▶ _How to complete this task_
Copy each line in the data below that contains the word "tests".

(Dataset items)
=====

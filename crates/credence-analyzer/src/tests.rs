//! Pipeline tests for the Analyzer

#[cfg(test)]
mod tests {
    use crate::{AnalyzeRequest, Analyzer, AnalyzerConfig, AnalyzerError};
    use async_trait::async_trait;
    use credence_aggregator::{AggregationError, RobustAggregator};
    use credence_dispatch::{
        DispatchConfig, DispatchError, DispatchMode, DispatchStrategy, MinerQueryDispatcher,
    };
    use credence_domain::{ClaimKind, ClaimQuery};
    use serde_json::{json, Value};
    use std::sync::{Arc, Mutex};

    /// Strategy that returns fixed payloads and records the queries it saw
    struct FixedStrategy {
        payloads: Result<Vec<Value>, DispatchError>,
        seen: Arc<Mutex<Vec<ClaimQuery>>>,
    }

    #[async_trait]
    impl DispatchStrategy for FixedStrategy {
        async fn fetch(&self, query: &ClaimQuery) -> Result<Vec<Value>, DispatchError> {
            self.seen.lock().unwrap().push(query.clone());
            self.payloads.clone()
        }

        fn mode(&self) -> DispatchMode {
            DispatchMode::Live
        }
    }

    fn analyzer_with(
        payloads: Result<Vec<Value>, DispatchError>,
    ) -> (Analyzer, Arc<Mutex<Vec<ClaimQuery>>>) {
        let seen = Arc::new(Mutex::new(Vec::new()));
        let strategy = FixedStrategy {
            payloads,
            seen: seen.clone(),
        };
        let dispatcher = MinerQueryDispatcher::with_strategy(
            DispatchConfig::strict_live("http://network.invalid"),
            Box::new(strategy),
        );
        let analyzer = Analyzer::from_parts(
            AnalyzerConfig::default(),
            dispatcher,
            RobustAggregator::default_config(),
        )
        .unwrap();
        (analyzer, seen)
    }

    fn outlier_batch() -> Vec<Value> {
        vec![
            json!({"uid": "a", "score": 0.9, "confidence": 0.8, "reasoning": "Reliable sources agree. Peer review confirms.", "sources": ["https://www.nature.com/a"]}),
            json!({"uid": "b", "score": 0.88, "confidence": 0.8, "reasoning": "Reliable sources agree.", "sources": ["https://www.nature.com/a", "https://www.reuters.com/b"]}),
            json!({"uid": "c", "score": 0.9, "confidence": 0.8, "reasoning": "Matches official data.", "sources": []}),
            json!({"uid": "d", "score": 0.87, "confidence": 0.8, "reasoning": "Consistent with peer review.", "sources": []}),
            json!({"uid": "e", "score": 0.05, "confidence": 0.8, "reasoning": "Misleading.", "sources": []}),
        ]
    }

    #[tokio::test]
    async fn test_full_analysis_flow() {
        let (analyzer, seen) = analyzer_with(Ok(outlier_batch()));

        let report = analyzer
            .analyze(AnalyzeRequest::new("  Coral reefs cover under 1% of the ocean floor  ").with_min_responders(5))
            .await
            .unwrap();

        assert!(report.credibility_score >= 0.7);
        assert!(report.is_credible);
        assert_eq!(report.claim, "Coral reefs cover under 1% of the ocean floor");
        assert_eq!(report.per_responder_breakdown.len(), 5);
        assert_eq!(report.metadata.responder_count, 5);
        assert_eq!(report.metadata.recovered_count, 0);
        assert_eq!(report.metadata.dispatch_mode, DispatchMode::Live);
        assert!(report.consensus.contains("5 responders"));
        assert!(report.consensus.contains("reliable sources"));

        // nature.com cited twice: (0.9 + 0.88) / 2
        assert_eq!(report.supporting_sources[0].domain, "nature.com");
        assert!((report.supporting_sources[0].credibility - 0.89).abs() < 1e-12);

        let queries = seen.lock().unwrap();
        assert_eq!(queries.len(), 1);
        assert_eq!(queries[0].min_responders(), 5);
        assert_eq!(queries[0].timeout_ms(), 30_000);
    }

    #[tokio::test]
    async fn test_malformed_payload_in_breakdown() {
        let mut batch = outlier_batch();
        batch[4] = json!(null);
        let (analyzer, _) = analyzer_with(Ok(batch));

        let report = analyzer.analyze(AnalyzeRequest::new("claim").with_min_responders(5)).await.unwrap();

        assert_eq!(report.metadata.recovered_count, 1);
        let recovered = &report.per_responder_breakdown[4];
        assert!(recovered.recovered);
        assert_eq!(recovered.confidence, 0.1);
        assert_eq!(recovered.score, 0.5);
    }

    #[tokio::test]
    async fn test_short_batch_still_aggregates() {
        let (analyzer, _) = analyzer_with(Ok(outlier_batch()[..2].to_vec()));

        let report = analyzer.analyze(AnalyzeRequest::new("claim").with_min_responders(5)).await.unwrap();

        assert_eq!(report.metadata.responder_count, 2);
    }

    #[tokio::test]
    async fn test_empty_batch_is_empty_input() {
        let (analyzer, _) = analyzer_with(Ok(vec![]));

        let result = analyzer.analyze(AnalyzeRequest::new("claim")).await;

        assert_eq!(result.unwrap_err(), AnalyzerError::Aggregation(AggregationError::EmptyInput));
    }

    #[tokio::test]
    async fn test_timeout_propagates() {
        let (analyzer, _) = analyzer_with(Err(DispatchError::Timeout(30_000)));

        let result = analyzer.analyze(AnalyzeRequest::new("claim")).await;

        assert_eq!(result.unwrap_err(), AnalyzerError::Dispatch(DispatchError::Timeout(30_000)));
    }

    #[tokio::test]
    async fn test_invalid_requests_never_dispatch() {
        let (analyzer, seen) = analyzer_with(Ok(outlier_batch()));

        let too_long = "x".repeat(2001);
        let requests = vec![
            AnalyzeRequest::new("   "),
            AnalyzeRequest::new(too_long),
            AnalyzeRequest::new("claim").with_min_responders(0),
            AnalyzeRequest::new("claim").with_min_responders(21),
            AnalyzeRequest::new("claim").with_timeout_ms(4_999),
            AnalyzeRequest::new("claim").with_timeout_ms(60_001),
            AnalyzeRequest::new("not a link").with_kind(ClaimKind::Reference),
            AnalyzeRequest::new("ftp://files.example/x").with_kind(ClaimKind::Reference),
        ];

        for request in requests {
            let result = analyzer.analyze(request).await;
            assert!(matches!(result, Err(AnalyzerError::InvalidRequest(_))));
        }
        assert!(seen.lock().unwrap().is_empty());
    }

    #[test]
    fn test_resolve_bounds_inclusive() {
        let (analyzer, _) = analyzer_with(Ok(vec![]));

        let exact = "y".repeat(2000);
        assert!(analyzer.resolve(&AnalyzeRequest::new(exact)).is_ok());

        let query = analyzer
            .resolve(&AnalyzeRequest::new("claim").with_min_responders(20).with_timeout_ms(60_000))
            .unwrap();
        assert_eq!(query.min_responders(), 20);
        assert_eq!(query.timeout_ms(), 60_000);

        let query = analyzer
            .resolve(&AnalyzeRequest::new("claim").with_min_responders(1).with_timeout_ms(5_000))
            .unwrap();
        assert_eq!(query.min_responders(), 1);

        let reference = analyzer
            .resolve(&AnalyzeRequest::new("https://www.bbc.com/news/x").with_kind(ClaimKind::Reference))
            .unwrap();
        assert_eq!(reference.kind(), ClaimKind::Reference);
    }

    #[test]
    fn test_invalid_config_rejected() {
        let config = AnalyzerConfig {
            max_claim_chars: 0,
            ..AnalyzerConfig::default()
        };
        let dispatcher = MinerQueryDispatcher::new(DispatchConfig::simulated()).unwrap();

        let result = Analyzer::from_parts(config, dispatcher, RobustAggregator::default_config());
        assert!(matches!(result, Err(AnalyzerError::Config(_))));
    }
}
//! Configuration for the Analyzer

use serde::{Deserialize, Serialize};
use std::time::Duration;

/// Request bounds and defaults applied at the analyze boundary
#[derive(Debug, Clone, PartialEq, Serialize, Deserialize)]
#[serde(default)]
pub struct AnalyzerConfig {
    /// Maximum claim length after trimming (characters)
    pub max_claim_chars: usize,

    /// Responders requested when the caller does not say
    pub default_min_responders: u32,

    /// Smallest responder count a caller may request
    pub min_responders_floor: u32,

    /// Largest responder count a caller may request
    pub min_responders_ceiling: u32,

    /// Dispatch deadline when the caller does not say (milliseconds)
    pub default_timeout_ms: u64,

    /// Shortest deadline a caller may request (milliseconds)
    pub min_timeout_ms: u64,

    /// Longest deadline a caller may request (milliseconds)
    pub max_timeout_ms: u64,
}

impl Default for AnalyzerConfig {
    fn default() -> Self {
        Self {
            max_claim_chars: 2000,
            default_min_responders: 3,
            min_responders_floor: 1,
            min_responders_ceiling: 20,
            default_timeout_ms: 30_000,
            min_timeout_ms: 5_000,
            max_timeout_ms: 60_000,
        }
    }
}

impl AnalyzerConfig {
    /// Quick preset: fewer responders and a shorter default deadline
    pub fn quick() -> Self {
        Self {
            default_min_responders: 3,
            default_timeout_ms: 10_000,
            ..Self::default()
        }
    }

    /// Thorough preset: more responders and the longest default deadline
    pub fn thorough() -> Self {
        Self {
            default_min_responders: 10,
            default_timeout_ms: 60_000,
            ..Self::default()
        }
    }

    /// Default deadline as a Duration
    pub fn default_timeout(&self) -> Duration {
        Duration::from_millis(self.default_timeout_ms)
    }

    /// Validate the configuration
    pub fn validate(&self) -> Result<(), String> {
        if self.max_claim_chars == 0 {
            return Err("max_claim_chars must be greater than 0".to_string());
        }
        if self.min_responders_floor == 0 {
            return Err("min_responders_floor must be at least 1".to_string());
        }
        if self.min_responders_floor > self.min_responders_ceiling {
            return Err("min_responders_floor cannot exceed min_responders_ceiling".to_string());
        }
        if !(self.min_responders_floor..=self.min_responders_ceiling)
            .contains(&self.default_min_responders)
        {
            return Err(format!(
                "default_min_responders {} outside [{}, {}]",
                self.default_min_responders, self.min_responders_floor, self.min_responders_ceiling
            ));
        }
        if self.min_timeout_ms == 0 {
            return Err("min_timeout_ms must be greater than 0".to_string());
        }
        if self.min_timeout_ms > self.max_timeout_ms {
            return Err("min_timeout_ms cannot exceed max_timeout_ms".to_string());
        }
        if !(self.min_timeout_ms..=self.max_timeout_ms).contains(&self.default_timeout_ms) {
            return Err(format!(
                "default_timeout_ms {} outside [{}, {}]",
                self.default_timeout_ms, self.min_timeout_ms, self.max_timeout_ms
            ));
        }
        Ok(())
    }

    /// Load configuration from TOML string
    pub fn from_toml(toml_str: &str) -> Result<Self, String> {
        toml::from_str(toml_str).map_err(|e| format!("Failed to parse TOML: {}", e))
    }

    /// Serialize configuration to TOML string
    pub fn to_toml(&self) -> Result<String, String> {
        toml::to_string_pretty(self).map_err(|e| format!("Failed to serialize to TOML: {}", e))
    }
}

=====

▶ _Your solution_
filename crates/credence-analyzer/src/tests.rs
//! Pipeline tests for the Analyzer
mod tests {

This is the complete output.